APA/APA/Volkstheater/Susanne Hassler-Smith

Gewalt im Takt: Süßkows "Geschichten aus dem Wiener Wald"

13. Dez. 2025 · Lesedauer 4 min

Es ist ein Aufschrei gegen die Normalisierung von Gewalt, ein radikaler Angriff auf eingefahrene Sehgewohnheiten und ein groteskes Fest der Künstlichkeit: Was Rieke Süßkow am Volkstheater aus Ödön von Horváths "Geschichten aus dem Wiener Wald" gemacht hat, ist eine theatrale Überforderung, die bisweilen über das Ziel hinausschießt, in ihrer Kompromisslosigkeit aber doch beeindruckt. Das Premierenpublikum spendete am Freitagabend herzlichen Applaus.

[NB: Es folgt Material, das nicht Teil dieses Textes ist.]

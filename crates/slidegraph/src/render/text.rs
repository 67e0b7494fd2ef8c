//! Bullet lists, numbered explanations and free text blocks.

use log::debug;

use slidegraph_core::{
    draw::{FontWeight, RenderLayer, ShapeStyle, Sketch, Text, TextAnchor, VerticalAlign},
    geometry::{Bounds, Point, Size},
    metrics::{block_height, line_height},
    text_layout::{BODY_LADDER, FittedText, wrap},
};

use super::{
    RenderContext,
    common::{self, draw_fitted},
};
use crate::model::{BulletList, NumberedExplanation, TextAlign, TextBlock};

const EMPHASIS_LADDER: &[f32] = &[32.0, 28.0, 24.0, 20.0, 18.0, 16.0, 14.0, 12.0];

const HEADING_LADDER: &[f32] = &[24.0, 22.0, 20.0, 18.0, 16.0];

/// Vertical gap between list items, relative to the font size.
const ITEM_GAP: f32 = 0.5;

/// Returns the largest ladder size at which `measure` fits `height`, or the
/// smallest size when none does.
fn choose_size(ladder: &[f32], height: f32, measure: impl Fn(f32) -> f32) -> (f32, bool) {
    for &size in ladder {
        if measure(size) <= height {
            return (size, true);
        }
    }
    (ladder.last().copied().unwrap_or(BODY_LADDER[0]), false)
}

pub fn bullet_list(list: &BulletList, sketch: &mut Sketch, ctx: &RenderContext<'_>) {
    let items: Vec<&str> = list
        .items
        .iter()
        .map(|item| item.trim())
        .filter(|item| !item.is_empty())
        .collect();
    let heading = list.heading.as_deref().map(str::trim).filter(|h| !h.is_empty());
    if items.is_empty() && heading.is_none() {
        common::placeholder(sketch, ctx, "bullet list without items");
        return;
    }

    let mut area = sketch.clip();
    if let Some(heading) = heading {
        let band = area.take_top(area.height() * 0.25);
        let style = ctx.text_style(HEADING_LADDER[0]).with_weight(FontWeight::Bold);
        if let Some(fitted) = common::fit_in(heading, band, HEADING_LADDER) {
            let placed = draw_fitted(sketch, &style, &fitted, band, VerticalAlign::Top);
            area = area.below(placed.height(), placed.height() * 0.4);
        }
    }

    let width = area.width();
    let measure = |size: f32| -> f32 {
        let text_width = (width - size * 1.2).max(0.0);
        let lines: usize = items.iter().map(|item| wrap(item, text_width, size).len()).sum();
        block_height(lines, size) + items.len().saturating_sub(1) as f32 * size * ITEM_GAP
    };
    let (size, fits) = choose_size(BODY_LADDER, area.height(), measure);
    if !fits {
        debug!(items = items.len(), size = size; "Bullet list does not fit, truncating");
    }

    let indent = size * 1.2;
    let style = ctx.text_style(size);
    let marker = ShapeStyle::filled(ctx.theme().primary());
    let mut cursor = area;
    for item in items {
        let text_box = cursor.right_of(indent, 0.0);
        let Some(fitted) = fit_item(item, text_box, size) else {
            break;
        };
        let placed = draw_fitted(sketch, &style, &fitted, text_box, VerticalAlign::Top);
        let marker_center = Point::new(
            cursor.min_x() + size * 0.4,
            placed.min_y() + fitted.line_height() / 2.0,
        );
        sketch.circle(RenderLayer::Marker, marker_center, size * 0.18, &marker);
        let used = placed.height() + size * ITEM_GAP;
        if used >= cursor.height() {
            break;
        }
        cursor = cursor.below(placed.height(), size * ITEM_GAP);
    }
}

/// Fits one list item at a fixed size; the last visible item is ellipsised.
fn fit_item(text: &str, bounds: Bounds, size: f32) -> Option<FittedText> {
    if bounds.height() < line_height(size) {
        return None;
    }
    common::fit_in(text, bounds, &[size])
}

pub fn numbered_explanation(
    list: &NumberedExplanation,
    sketch: &mut Sketch,
    ctx: &RenderContext<'_>,
) {
    let items: Vec<_> = list
        .items
        .iter()
        .filter(|item| !item.title.trim().is_empty())
        .collect();
    if items.is_empty() {
        common::placeholder(sketch, ctx, "numbered explanation without items");
        return;
    }

    let area = sketch.clip();
    let width = area.width();
    let measure = |size: f32| -> f32 {
        let badge = size * 1.8;
        let text_width = (width - badge - size).max(0.0);
        let total: f32 = items
            .iter()
            .map(|item| {
                let title = wrap(&item.title, text_width, size).len();
                let description = item
                    .description
                    .as_deref()
                    .map_or(0, |d| wrap(d, text_width, size * 0.85).len());
                (block_height(title, size) + block_height(description, size * 0.85)).max(badge)
            })
            .sum();
        total + items.len().saturating_sub(1) as f32 * size * ITEM_GAP
    };
    let (size, fits) = choose_size(BODY_LADDER, area.height(), measure);
    if !fits {
        debug!(items = items.len(), size = size; "Numbered explanation does not fit, truncating");
    }

    let badge = size * 1.8;
    let badge_style = ShapeStyle::filled(ctx.theme().primary());
    let number_style = ctx.label_on(ctx.theme().primary(), size * 0.8);
    let title_style = ctx.text_style(size).with_weight(FontWeight::Bold);
    let description_style = ctx.muted_style(size * 0.85);

    let mut cursor = area;
    for (index, item) in items.iter().enumerate() {
        if cursor.height() < badge.min(line_height(size)) {
            break;
        }
        let text_box = cursor.right_of(badge, size);
        let Some(title) = fit_item(&item.title, text_box, size) else {
            break;
        };
        let title_bounds = draw_fitted(sketch, &title_style, &title, text_box, VerticalAlign::Top);
        let mut bottom = title_bounds.max_y();

        if let Some(description) = item.description.as_deref() {
            let below = text_box.below(title_bounds.height(), 0.0);
            if let Some(fitted) = fit_item(description, below, size * 0.85) {
                let placed =
                    draw_fitted(sketch, &description_style, &fitted, below, VerticalAlign::Top);
                bottom = placed.max_y();
            }
        }

        let row_height = (bottom - cursor.min_y()).max(badge.min(cursor.height()));
        let badge_side = badge.min(cursor.height());
        let badge_bounds = Bounds::new_from_top_left(
            cursor.min_point(),
            Size::new(badge_side, badge_side),
        );
        sketch.circle(
            RenderLayer::Content,
            badge_bounds.center(),
            badge_side / 2.0,
            &badge_style,
        );
        let number = (index + 1).to_string();
        sketch.draw(badge_bounds.center(), &Text::single(&number_style, &number));

        cursor = cursor.below(row_height, size * ITEM_GAP);
    }
}

pub fn text_block(block: &TextBlock, sketch: &mut Sketch, ctx: &RenderContext<'_>) {
    let text = block.text.trim();
    if text.is_empty() {
        debug!("Skipping blank text block");
        return;
    }

    let area = sketch.clip();
    let (ladder, valign) = if block.emphasis {
        (EMPHASIS_LADDER, VerticalAlign::Middle)
    } else {
        (BODY_LADDER, VerticalAlign::Top)
    };
    let anchor = match block.align {
        TextAlign::Left => TextAnchor::Start,
        TextAlign::Center => TextAnchor::Middle,
        TextAlign::Right => TextAnchor::End,
    };
    let mut style = ctx.text_style(ladder[0]).with_anchor(anchor);
    if block.emphasis {
        style = style
            .with_weight(FontWeight::Bold)
            .with_color(ctx.theme().primary());
    }

    let Some(fitted) = common::fit_in(text, area, ladder) else {
        debug!(width = area.width(), height = area.height(); "Text block has no room in its slot");
        return;
    };
    if fitted.truncated() {
        debug!(chars = text.chars().count(); "Text block truncated to fit its slot");
    }
    draw_fitted(sketch, &style, &fitted, area, valign);
}

#[cfg(test)]
mod tests {
    use serde_json::json;

    use super::*;
    use crate::render::{
        common::PLACEHOLDER_TEXT,
        test_support::{markup, render, render_in},
    };

    #[test]
    fn test_bullet_list_draws_marker_per_item() {
        let sketch = render(json!({
            "type": "bullet-list",
            "items": ["Revenue up 12%", "", "Costs flat", "Margin expanded"]
        }));
        let svg = markup(sketch);
        assert_eq!(svg.matches("<circle").count(), 3);
        assert!(svg.contains("Costs flat"));
        assert!(svg.contains("font-size=\"20\""));
    }

    #[test]
    fn test_bullet_list_falls_back_to_smaller_font() {
        let items: Vec<String> = (0..10)
            .map(|i| format!("Item {i} with a sentence long enough to wrap at least once in a narrow column"))
            .collect();
        let slot = Bounds::new_from_top_left(Point::new(0.0, 0.0), Size::new(380.0, 300.0));
        let sketch = render_in(json!({ "type": "bullet-list", "items": items }), slot);
        let svg = markup(sketch);
        assert!(!svg.contains("font-size=\"20\""));
    }

    #[test]
    fn test_empty_bullet_list_shows_placeholder() {
        let sketch = render(json!({ "type": "bullet-list", "items": ["  "] }));
        assert!(markup(sketch).contains(PLACEHOLDER_TEXT));
    }

    #[test]
    fn test_bullet_list_heading() {
        let sketch = render(json!({
            "type": "bullet-list",
            "heading": "Highlights",
            "items": ["One"]
        }));
        let svg = markup(sketch);
        assert!(svg.contains("Highlights"));
        assert!(svg.contains("font-weight=\"bold\""));
    }

    #[test]
    fn test_numbered_explanation_badges() {
        let sketch = render(json!({
            "type": "numbered-explanation",
            "items": [
                { "title": "Discover", "description": "Interview ten customers" },
                { "title": "Define" },
                { "title": "Deliver", "description": "Ship the pilot" }
            ]
        }));
        let svg = markup(sketch);
        assert_eq!(svg.matches("<circle").count(), 3);
        assert!(svg.contains(">3<"));
        assert!(svg.contains("Ship the pilot"));
    }

    #[test]
    fn test_text_block_alignment_and_emphasis() {
        let sketch = render(json!({
            "type": "text-block",
            "text": "Growth is back",
            "emphasis": true,
            "align": "center"
        }));
        let svg = markup(sketch);
        assert!(svg.contains("text-anchor=\"middle\""));
        assert!(svg.contains("font-size=\"32\""));
        assert!(svg.contains("font-weight=\"bold\""));
    }

    #[test]
    fn test_text_block_overflow_is_ellipsised() {
        let text = "word ".repeat(400);
        let slot = Bounds::new_from_top_left(Point::new(0.0, 0.0), Size::new(300.0, 60.0));
        let sketch = render_in(json!({ "type": "text-block", "text": text }), slot);
        assert!(markup(sketch).contains('…'));
    }

    #[test]
    fn test_blank_text_block_draws_nothing() {
        let sketch = render(json!({ "type": "text-block", "text": "  " }));
        assert!(sketch.is_empty());
    }
}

In Wien kennt man die 1990 in Berlin geborene Regisseurin spätestens seit ihrer Inszenierung von Anna Neatas "Oxytocin Baby" am Schauspielhaus Wien, für die sie 2022 einen Nachwuchs-Nestroy erhielt. Noch im selben Jahr hob sie am Akademietheater Peter Handkes "Zwiegespräch" in einer hoch artifiziellen, in Sepia getauchten Setzung aus der Taufe, wofür sie zum Berliner Theatertreffen eingeladen wurde. Dass es ihr die Österreicher angetan haben, bewies sie 2023 auch in ihrer famosen Deutung von Werner Schwabs "Übergewicht, unwichtig: Unform" in Nürnberg, wo sie die Schauspieler in fleischige Ganzkörpermasken steckte und sie Marionetten gleich an der Rampe zappeln ließ.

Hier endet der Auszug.